Science fiction continues to act as the ideal vehicle for the exploration of contemporary fears and anxieties and the post 9/11 context has created a hysterical media induced paranoia around terrorism that permeates every frame of Cuaron’s film. The representation of illegal immigrants serves to underline the current xenophobic prejudices of middle England newspapers like The Daily Mail that resurface in the film as frightening propaganda adverts instructing people to report any suspicious behaviour or suspected ‘fugees’. Such provocative Orwellian imagery has become iconic of virtually every dystopia represented on film, but its potency and presence seems altogether more powerful in light of today’s growing fascination with surveillance.
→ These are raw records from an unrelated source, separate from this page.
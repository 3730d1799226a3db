//! Remote backend adapters.
//!
//! spec.md scopes only the local backend as fully specified; Pinecone,
//! Weaviate and Milvus are named as valid `StoreBackend` values but have
//! no behavior defined beyond "a `VectorStore` implementation exists".
//! Qdrant gets a real adapter here because noetic-storage already depends
//! on `qdrant-client` for it; the others are `ProviderUnavailable` stubs
//! that keep the config surface honest without faking a working backend.

use crate::entry::{VectorEntry, VectorMatch};
use crate::store::VectorStore;
use async_trait::async_trait;
use noetic_common::types::MetadataFilter;
use noetic_common::{Error, Result};
use qdrant_client::qdrant::{
    Condition, CreateCollectionBuilder, DeletePointsBuilder, Distance, Filter, PointId,
    PointStruct, SearchPointsBuilder, UpsertPointsBuilder, VectorParamsBuilder,
};
use qdrant_client::Qdrant;
use std::collections::HashMap;
use tracing::instrument;

pub struct QdrantVectorStore {
    client: Qdrant,
    collection: String,
    vector_dim: u64,
}

impl QdrantVectorStore {
    pub fn new(url: &str, collection: impl Into<String>, vector_dim: u64) -> Result<Self> {
        let client = Qdrant::from_url(url)
            .build()
            .map_err(|e| Error::ProviderUnavailable(format!("qdrant client: {e}")))?;
        Ok(Self { client, collection: collection.into(), vector_dim })
    }
}

#[async_trait]
impl VectorStore for QdrantVectorStore {
    #[instrument(skip(self))]
    async fn initialize(&self) -> Result<()> {
        let exists = self
            .client
            .collection_exists(&self.collection)
            .await
            .map_err(|e| Error::ProviderUnavailable(e.to_string()))?;
        if !exists {
            self.client
                .create_collection(
                    CreateCollectionBuilder::new(&self.collection)
                        .vectors_config(VectorParamsBuilder::new(self.vector_dim, Distance::Cosine)),
                )
                .await
                .map_err(|e| Error::ProviderUnavailable(e.to_string()))?;
        }
        Ok(())
    }

    async fn upsert(&self, entry: VectorEntry) -> Result<()> {
        self.upsert_batch(vec![entry]).await
    }

    async fn upsert_batch(&self, entries: Vec<VectorEntry>) -> Result<()> {
        let points: Vec<PointStruct> = entries
            .into_iter()
            .map(|e| {
                let mut payload: HashMap<String, qdrant_client::qdrant::Value> = HashMap::new();
                payload.insert("content".into(), e.content.into());
                payload.insert("entry_type".into(), e.entry_type.into());
                payload.insert("namespace".into(), e.namespace.into());
                payload.insert("created_at".into(), e.created_at.timestamp().into());
                for (k, v) in e.metadata {
                    payload.insert(k, v.into());
                }
                PointStruct::new(e.id, e.vector, payload)
            })
            .collect();
        self.client
            .upsert_points(UpsertPointsBuilder::new(&self.collection, points))
            .await
            .map_err(|e| Error::StoreFailure(e.to_string()))?;
        Ok(())
    }

    async fn get(&self, _namespace: &str, _id: &str) -> Result<Option<VectorEntry>> {
        Err(Error::ProviderUnavailable("point lookup by id not implemented for qdrant backend".to_string()))
    }

    async fn delete(&self, _namespace: &str, id: &str) -> Result<()> {
        self.client
            .delete_points(
                DeletePointsBuilder::new(&self.collection)
                    .points::<Vec<PointId>>(vec![id.to_string().into()]),
            )
            .await
            .map_err(|e| Error::StoreFailure(e.to_string()))?;
        Ok(())
    }

    async fn delete_batch(&self, namespace: &str, ids: &[String]) -> Result<()> {
        for id in ids {
            self.delete(namespace, id).await?;
        }
        Ok(())
    }

    async fn search(
        &self,
        query_vector: &[f32],
        top_k: usize,
        threshold: f32,
        namespace: Option<&str>,
        _filter: Option<&MetadataFilter>,
    ) -> Result<Vec<VectorMatch>> {
        let mut search = SearchPointsBuilder::new(&self.collection, query_vector.to_vec(), top_k as u64)
            .score_threshold(threshold)
            .with_payload(true);
        if let Some(ns) = namespace {
            search = search.filter(Filter::must([Condition::matches("namespace", ns.to_string())]));
        }
        let response = self
            .client
            .search_points(search)
            .await
            .map_err(|e| Error::ProviderUnavailable(e.to_string()))?;
        Ok(response
            .result
            .into_iter()
            .map(|point| {
                let content = point
                    .payload
                    .get("content")
                    .and_then(|v| v.as_str().map(|s| s.to_string()))
                    .unwrap_or_default();
                let id = point.id.map(|i| format!("{i:?}")).unwrap_or_default();
                VectorMatch { id, score: point.score, content, metadata: HashMap::new() }
            })
            .collect())
    }

    async fn delete_by_metadata(&self, _namespace: Option<&str>, _filter: &MetadataFilter) -> Result<usize> {
        Err(Error::ProviderUnavailable("delete_by_metadata not implemented for qdrant backend".to_string()))
    }

    async fn count(&self) -> Result<usize> {
        let info = self
            .client
            .collection_info(&self.collection)
            .await
            .map_err(|e| Error::ProviderUnavailable(e.to_string()))?;
        Ok(info.result.and_then(|r| r.points_count).unwrap_or(0) as usize)
    }

    async fn close(&self) -> Result<()> {
        Ok(())
    }
}

/// Stand-in for backends named in config but not implemented: Pinecone,
/// Weaviate, Milvus. Every operation fails loudly rather than silently
/// behaving like a local store.
pub struct UnavailableVectorStore {
    backend_name: String,
}

impl UnavailableVectorStore {
    #[must_use]
    pub fn new(backend_name: impl Into<String>) -> Self {
        Self { backend_name: backend_name.into() }
    }

    fn err(&self) -> Error {
        Error::ProviderUnavailable(format!("{} backend is not implemented", self.backend_name))
    }
}

#[async_trait]
impl VectorStore for UnavailableVectorStore {
    async fn initialize(&self) -> Result<()> {
        Err(self.err())
    }
    async fn upsert(&self, _entry: VectorEntry) -> Result<()> {
        Err(self.err())
    }
    async fn upsert_batch(&self, _entries: Vec<VectorEntry>) -> Result<()> {
        Err(self.err())
    }
    async fn get(&self, _namespace: &str, _id: &str) -> Result<Option<VectorEntry>> {
        Err(self.err())
    }
    async fn delete(&self, _namespace: &str, _id: &str) -> Result<()> {
        Err(self.err())
    }
    async fn delete_batch(&self, _namespace: &str, _ids: &[String]) -> Result<()> {
        Err(self.err())
    }
    async fn search(
        &self,
        _query_vector: &[f32],
        _top_k: usize,
        _threshold: f32,
        _namespace: Option<&str>,
        _filter: Option<&MetadataFilter>,
    ) -> Result<Vec<VectorMatch>> {
        Err(self.err())
    }
    async fn delete_by_metadata(&self, _namespace: Option<&str>, _filter: &MetadataFilter) -> Result<usize> {
        Err(self.err())
    }
    async fn count(&self) -> Result<usize> {
        Err(self.err())
    }
    async fn close(&self) -> Result<()> {
        Ok(())
    }
}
In terms of genre, the film interestingly morphs from a science fiction film into a road movie in which Theo (Clive Owen) undergoes his own spiritual awakening, and then in the final sequences becomes a war film as Theo and Kee dodge their way through a war zone deeply reminiscent of recent conflicts like The Balkans, Iraq and The West Bank in Palestine. Cuaron seems to favour humanism over politics, and uses ‘The Fishes’ to illustrate the complexity of political activism and how everybody involved in the militant terrorist organisation seems to conceal a hidden agenda. Luke’s assassination of Julian (Julianne Moore) radicalises our political attitudes and soon we distance ourselves from ‘The Fishes’ as the level of fanaticism becomes brutally decisive in confirming Theo’s rejection of any kind of political allegiance.

What also distinctly separates ‘Children of Men’ from similar science fiction films is Cuaron’s bold decision to use long takes, especially in the car ambush sequence and the final sequences through Bexhill prison. The fact that Cuaron was not burdened by a heavyweight film star attached to the project surely gave him greater creative freedom in terms of trying to push the technical constraints of working with the long take technique. Such impassioned commitment to the long take challenges many of the technical conventions we typically associate with the genre and Cuaron’s minimal and subtle use of computer generated imagery never interferes with the narrative or ideas being explored on the surface.

Many have categorised ‘Children of Men’ as a British science fiction, which even though is a film fully financed by an American studio, still manages to adhere to one of the most striking aesthetic principles of many of the best British films, that of truth and realism. This is a film of real beauty, intelligence and an exceptionally well made Hollywood movie that offers the perfect marriage of European sensibilities and American genres.